### Record set
################

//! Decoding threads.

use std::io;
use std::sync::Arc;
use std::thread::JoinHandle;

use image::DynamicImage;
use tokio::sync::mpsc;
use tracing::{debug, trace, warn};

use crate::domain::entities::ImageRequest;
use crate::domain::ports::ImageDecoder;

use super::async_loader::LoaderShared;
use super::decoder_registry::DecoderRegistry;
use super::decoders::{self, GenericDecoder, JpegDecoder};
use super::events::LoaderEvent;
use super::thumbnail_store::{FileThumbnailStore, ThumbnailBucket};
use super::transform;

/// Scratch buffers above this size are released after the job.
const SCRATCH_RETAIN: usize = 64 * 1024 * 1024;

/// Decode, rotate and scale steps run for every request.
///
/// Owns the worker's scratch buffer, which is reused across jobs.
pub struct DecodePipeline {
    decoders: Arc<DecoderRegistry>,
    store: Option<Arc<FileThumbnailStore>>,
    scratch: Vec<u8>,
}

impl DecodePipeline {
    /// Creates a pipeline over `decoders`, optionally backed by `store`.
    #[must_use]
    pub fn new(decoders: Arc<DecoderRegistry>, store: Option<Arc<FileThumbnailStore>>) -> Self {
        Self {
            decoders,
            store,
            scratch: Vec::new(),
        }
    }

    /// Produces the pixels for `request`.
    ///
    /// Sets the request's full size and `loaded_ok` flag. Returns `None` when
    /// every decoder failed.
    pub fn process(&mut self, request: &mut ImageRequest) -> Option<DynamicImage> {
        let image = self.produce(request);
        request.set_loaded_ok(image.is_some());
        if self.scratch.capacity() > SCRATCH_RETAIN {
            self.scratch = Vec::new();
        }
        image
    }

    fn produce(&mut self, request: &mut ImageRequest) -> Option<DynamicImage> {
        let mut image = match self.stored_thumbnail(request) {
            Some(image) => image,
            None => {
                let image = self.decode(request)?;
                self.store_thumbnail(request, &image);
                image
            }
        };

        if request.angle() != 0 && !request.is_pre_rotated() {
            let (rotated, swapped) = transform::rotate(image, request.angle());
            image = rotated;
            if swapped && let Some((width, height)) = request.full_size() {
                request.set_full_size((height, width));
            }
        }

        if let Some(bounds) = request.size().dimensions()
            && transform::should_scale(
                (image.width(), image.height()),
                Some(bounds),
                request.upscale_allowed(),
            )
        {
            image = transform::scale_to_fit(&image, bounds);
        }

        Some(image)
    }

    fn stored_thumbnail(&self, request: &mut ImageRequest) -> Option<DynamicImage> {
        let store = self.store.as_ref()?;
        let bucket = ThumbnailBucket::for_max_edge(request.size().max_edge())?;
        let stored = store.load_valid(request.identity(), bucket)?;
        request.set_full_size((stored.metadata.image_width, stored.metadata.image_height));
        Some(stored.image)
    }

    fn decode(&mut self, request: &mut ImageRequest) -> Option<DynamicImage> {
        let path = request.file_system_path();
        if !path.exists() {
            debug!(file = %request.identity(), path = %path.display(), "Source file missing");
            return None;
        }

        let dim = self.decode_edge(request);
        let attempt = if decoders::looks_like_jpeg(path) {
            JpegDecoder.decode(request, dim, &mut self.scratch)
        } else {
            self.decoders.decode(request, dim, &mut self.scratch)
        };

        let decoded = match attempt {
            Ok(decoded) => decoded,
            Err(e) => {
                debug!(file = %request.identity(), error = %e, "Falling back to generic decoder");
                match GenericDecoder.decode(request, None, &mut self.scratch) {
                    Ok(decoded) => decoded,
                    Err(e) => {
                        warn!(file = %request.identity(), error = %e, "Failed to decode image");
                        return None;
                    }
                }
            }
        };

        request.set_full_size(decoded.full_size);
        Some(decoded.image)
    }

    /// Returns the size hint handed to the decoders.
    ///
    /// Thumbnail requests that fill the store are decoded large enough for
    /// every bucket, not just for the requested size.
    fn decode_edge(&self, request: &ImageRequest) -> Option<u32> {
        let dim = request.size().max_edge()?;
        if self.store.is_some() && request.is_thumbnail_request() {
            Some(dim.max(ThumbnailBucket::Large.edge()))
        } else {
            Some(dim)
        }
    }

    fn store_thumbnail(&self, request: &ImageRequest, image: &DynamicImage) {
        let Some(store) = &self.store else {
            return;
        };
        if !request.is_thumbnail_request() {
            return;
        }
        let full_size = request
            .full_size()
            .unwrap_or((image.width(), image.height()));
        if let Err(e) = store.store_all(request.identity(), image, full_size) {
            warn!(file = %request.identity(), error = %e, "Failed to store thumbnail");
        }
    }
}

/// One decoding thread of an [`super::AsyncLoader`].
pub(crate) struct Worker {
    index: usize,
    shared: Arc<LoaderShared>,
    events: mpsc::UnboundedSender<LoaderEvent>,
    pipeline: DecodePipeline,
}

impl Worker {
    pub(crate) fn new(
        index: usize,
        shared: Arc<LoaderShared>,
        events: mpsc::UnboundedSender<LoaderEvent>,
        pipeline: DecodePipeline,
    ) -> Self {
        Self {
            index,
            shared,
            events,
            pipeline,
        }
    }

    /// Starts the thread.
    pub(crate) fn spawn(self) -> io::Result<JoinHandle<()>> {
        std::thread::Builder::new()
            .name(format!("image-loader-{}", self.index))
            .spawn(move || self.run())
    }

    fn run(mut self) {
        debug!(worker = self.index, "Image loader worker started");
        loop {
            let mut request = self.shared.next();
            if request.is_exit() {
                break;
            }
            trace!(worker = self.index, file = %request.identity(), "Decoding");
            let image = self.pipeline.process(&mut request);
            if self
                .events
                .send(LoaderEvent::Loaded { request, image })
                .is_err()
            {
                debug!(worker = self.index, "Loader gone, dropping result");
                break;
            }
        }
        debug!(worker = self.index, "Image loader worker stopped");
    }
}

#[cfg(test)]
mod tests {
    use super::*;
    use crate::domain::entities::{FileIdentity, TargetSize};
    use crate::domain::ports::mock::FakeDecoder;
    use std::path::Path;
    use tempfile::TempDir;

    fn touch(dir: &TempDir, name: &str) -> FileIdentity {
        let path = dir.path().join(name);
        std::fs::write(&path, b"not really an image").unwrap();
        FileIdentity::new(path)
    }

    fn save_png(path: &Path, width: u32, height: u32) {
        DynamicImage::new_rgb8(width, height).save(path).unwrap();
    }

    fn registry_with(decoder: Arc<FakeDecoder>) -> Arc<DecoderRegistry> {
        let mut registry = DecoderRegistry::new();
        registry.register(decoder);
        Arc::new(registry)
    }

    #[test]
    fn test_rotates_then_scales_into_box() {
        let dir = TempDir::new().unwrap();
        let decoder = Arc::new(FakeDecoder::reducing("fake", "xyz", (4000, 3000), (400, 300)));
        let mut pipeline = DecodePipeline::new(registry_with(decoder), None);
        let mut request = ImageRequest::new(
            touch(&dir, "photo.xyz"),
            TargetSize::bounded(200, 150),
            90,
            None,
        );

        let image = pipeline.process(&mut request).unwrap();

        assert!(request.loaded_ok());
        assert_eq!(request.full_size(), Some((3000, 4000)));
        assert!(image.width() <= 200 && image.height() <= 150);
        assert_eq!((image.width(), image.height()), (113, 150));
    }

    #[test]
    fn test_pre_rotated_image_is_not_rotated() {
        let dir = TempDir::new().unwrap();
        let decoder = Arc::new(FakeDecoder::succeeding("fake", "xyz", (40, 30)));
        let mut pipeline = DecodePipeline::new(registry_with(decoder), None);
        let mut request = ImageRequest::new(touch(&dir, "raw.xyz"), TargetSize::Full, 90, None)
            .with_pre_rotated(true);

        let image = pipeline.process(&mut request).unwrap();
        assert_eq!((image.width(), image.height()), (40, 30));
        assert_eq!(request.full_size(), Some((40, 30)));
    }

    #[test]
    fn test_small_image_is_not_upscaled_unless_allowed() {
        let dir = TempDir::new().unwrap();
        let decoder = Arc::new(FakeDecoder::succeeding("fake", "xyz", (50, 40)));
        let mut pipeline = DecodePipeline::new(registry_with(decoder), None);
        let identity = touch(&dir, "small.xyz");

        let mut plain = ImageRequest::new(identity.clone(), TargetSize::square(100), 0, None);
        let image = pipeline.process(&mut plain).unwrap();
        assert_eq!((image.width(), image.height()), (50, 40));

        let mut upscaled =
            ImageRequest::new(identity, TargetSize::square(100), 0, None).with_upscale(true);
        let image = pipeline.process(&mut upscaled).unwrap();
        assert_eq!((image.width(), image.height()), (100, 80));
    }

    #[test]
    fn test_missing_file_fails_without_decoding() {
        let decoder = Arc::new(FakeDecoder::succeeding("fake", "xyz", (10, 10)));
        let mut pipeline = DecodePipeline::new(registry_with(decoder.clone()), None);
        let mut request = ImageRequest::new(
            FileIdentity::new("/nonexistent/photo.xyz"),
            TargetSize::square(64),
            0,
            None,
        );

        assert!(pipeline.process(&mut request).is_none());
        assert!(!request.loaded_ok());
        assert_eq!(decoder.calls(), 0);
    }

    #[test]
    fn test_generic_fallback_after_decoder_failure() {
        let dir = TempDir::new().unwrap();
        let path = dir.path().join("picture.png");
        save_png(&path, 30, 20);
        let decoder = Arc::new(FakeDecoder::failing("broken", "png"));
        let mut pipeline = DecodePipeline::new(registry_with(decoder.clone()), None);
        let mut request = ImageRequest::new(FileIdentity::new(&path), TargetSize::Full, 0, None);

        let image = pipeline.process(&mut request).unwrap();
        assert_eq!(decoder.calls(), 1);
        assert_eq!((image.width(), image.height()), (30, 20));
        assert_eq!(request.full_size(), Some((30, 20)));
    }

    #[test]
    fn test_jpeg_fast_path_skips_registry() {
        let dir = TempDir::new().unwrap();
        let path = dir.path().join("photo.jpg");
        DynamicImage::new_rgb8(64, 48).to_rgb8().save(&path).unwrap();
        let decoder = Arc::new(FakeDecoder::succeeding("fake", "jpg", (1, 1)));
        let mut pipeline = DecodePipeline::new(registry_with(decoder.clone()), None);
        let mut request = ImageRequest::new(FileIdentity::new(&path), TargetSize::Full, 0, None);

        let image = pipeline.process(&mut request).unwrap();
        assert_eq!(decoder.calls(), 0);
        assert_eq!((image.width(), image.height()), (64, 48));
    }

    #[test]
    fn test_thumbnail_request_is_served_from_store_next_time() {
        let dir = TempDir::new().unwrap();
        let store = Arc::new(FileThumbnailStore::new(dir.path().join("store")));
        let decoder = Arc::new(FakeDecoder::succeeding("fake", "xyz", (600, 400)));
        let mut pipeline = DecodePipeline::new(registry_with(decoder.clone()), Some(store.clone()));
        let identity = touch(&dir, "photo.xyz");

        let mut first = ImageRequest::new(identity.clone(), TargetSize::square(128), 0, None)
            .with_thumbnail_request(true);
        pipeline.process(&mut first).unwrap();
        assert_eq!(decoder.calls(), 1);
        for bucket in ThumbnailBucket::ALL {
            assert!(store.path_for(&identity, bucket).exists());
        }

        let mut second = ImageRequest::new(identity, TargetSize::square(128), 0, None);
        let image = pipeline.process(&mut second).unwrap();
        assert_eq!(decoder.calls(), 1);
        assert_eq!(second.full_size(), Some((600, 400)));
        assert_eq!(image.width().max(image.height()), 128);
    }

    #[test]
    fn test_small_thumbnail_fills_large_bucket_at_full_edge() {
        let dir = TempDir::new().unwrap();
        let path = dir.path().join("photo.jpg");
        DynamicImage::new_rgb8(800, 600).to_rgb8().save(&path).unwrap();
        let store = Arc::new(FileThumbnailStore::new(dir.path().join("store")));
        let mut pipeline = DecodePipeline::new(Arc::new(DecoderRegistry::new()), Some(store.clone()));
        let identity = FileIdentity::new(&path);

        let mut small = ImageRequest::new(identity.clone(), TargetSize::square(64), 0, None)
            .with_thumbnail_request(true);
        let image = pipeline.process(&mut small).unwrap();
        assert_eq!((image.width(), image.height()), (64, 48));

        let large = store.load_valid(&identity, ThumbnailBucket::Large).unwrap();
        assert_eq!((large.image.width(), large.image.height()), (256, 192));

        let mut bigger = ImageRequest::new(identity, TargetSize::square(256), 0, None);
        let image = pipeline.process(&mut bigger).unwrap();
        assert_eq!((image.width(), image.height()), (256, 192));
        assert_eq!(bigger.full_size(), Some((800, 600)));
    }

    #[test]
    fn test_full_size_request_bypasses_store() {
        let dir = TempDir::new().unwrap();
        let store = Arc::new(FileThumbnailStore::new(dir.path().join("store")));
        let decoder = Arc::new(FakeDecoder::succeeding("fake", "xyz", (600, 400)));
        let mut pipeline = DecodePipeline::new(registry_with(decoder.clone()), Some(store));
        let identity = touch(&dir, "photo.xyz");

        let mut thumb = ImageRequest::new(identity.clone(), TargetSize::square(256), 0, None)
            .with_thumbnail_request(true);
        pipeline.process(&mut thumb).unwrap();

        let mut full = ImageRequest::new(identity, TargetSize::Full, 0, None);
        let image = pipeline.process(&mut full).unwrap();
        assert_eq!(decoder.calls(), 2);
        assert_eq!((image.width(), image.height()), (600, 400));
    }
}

################

### Work task
Pick out each line in the material containing "name".

### Task output
            .name(format!("image-loader-{}", self.index))
    fn touch(dir: &TempDir, name: &str) -> FileIdentity {
        let path = dir.path().join(name);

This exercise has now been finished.